Prevenção. “Falo sempre aos meus pacientes que a melhor postura é sempre a próxima. Portanto, mudar regularmente a postura é mais fácil e indicado que tentar permanecer durante muito tempo em uma ‘boa posição’”, aconselha Rafael Bonaparte, acrescentando que, para isso, regular o tempo exposto ao uso de telas é providencial. “Além disso, é muito importante que façamos intervalos frequentes da postura sentada durante as tarefas nessa posição”, acrescenta. 

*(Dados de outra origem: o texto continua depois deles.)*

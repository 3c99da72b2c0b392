use std::fmt;
use std::path::PathBuf;

use thiserror::Error;

/// Top-level error type for an interface run.
#[derive(Debug, Error)]
pub enum InterfaceError {
    #[error(transparent)]
    Structural(#[from] StructuralError),

    #[error(transparent)]
    GeometryInput(#[from] GeometryInputError),

    #[error(transparent)]
    Config(#[from] ConfigError),

    #[error("{path}: {source}")]
    Io {
        path: PathBuf,
        #[source]
        source: std::io::Error,
    },

    #[error("{stage} stage failed: {source}")]
    StageFailed {
        stage: Stage,
        #[source]
        source: Box<InterfaceError>,
    },
}

impl InterfaceError {
    /// Tags the error with the pipeline stage that raised it.
    ///
    /// Already-tagged errors keep the stage they were first tagged with.
    #[must_use]
    pub fn in_stage(self, stage: Stage) -> Self {
        match self {
            tagged @ Self::StageFailed { .. } => tagged,
            other => Self::StageFailed {
                stage,
                source: Box::new(other),
            },
        }
    }

    /// Returns the stage that failed, if the error was tagged.
    #[must_use]
    pub fn stage(&self) -> Option<Stage> {
        match self {
            Self::StageFailed { stage, .. } => Some(*stage),
            _ => None,
        }
    }

    /// Builds an I/O error tied to a path.
    pub(crate) fn io(path: impl Into<PathBuf>, source: std::io::Error) -> Self {
        Self::Io {
            path: path.into(),
            source,
        }
    }
}

/// Pipeline stages, used to report where a run stopped.
#[derive(Debug, Clone, Copy, PartialEq, Eq)]
pub enum Stage {
    Input,
    StudyArea,
    Extraction,
    Classification,
    Selection,
    Assembly,
    Export,
}

impl fmt::Display for Stage {
    fn fmt(&self, f: &mut fmt::Formatter<'_>) -> fmt::Result {
        let name = match self {
            Self::Input => "input",
            Self::StudyArea => "study area",
            Self::Extraction => "extraction",
            Self::Classification => "classification",
            Self::Selection => "selection",
            Self::Assembly => "assembly",
            Self::Export => "export",
        };
        f.write_str(name)
    }
}

/// Inconsistent indexing between vertex tables. Always fatal.
#[derive(Debug, Error)]
pub enum StructuralError {
    #[error("{layer} layer: highest feature index {max_feature} does not match {declared} declared features")]
    FeatureIndexMismatch {
        layer: &'static str,
        max_feature: u32,
        declared: usize,
    },

    #[error("vertex set does not start with the sentinel vertex")]
    SentinelMissing,

    #[error("vertex at position {position} carries id {vertex_id}")]
    VertexIdGap { position: usize, vertex_id: u32 },

    #[error("part {part} is split into non-contiguous runs")]
    NonContiguousPart { part: String },

    #[error("{table} has {rows} rows, expected {expected}")]
    VertexIndexMismatch {
        table: &'static str,
        rows: usize,
        expected: usize,
    },

    #[error("{layer} layer has no vertex {vertex_id}")]
    UnknownVertex { layer: &'static str, vertex_id: u32 },
}

/// Invalid or unreadable polygon input. Always fatal.
#[derive(Debug, Error)]
pub enum GeometryInputError {
    #[error("{layer} layer has no polygon features")]
    EmptyLayer { layer: String },

    #[error("feature {feature} has a non-finite coordinate ({x}, {y})")]
    NonFiniteCoordinate { feature: usize, x: f64, y: f64 },

    #[error("line {line}: unsupported geometry {kind}, expected POLYGON or MULTIPOLYGON")]
    UnsupportedGeometry { line: usize, kind: String },

    #[error("line {line}: invalid WKT: {message}")]
    Wkt { line: usize, message: String },

    #[error("missing column `{column}`")]
    MissingColumn { column: String },

    #[error("line {line}: expected {expected} fields, found {found}")]
    MalformedRow {
        line: usize,
        expected: usize,
        found: usize,
    },
}

/// Rejected run parameters.
#[derive(Debug, Error)]
pub enum ConfigError {
    #[error("parameter {parameter} = {value} is invalid: {reason}")]
    InvalidParameter {
        parameter: &'static str,
        value: String,
        reason: &'static str,
    },

    #[error("failed to parse configuration: {0}")]
    Parse(String),
}

impl From<toml::de::Error> for ConfigError {
    fn from(e: toml::de::Error) -> Self {
        ConfigError::Parse(e.to_string())
    }
}

/// Convenience type alias for results using [`InterfaceError`].
pub type Result<T> = std::result::Result<T, InterfaceError>;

“Oriento sempre que, no máximo, a cada 30 minutos sentado, a pessoa deverá ficar pelo menos um minuto de pé. Levante, ande faça alguns movimentos e alongamentos quando precisar ficar muito tempo sentado. Alterne atividades estáticas com atividades dinâmicas no seu dia a dia. Mantenha também bons hábitos de vida como atividades físicas regulares. As atividades físicas devem conter exercícios aeróbicos, de reforço muscular, além de alongamentos e ganho de mobilidade articular para serem completos”, sugere.

Outros danos à saúde

Metabolismo. Segundo uma pesquisa financiada pela Coordenação de Aperfeiçoamento de Pessoal de Nível Superior (Capes), até mesmo o sistema metabólico pode ficar comprometido diante de uma rotina em que o tempo de tela é excessivo. 

Realizada no contexto do Estudo de Riscos Cardiovasculares em Adolescentes (Erica), a investigação considerou dados de 36 mil adolescentes brasileiros, entre 12 e 17 anos, que passam, em média, três horas por dia em frente a computadores, tablets, televisores, videogames e celulares. A conclusão é que o tempo sedentário é fator de risco para síndrome metabólica, que envolve obesidade abdominal e problemas relacionados a diabetes, colesterol e pressão arterial alta. Contudo, os especialistas identificaram que cultivar o hábito de não se alimentar frente aos dispositivos tecnológicos pode ser uma forma simples de reduzir tais riscos.

Dependência. Em 2017, estudiosos da Universidade da Coreia em Seul investigaram como essa dependência se daria do ponto de vista da química cerebral em adolescentes. Entre os resultados, apontaram que, comparados aos demais, aqueles que apresentaram sinais de vício tinham níveis mais significativos de depressão, ansiedade, insônia e impulsividade. Mas o coordenador da pesquisa, o neurorradiologista Hyung Suk Seo, sublinha que são necessários mais estudos antes de se pensar em aplicações clínicas da descoberta.

Já um estudo norte-americano publicado no periódico científico “Preventive Medicine Reports”, em 2018, indica que até mesmo a curiosidade de aprender coisas novas pode ser reduzida. No caso daqueles que usam as telas multimídia por mais de sete horas por dia, 22,6% dos adolescentes demonstravam desinteresse – contra 9% dos que usavam por uma hora por dia. Além disso, a pesquisa aponta que aqueles que ficam mais tempo usando essas ferramentas tecnológicas teriam o dobro de chance de demonstrarem sinais de impaciência e de serem diagnosticados com quadros de depressão.

Insônia. “A diminuição do tempo de sono é um fenômeno que vem se consolidando e se acentuando em todo o mundo. Com o advento da luz elétrica e de mídias eletrônicas, o homem foi ficando igual a um mosquito, sendo atraído pela luminosidade mesmo quando isso é maléfico. A verdade é que, quando jogamos luz sobre nossos olhos, dormimos menos. Mas seguimos tendo obrigações que exigem de nós continuar acordando cedo”, avalia o psiquiatra Dirceu Valladares Neto, que é especializado em medicina do sono.

Ele lembra que dormir mal é uma fonte de comprometimentos diversos, afetando o sistema imunológico e sendo um fator para acidentes de trânsito e para distúrbios neuropsicológicos, por exemplo.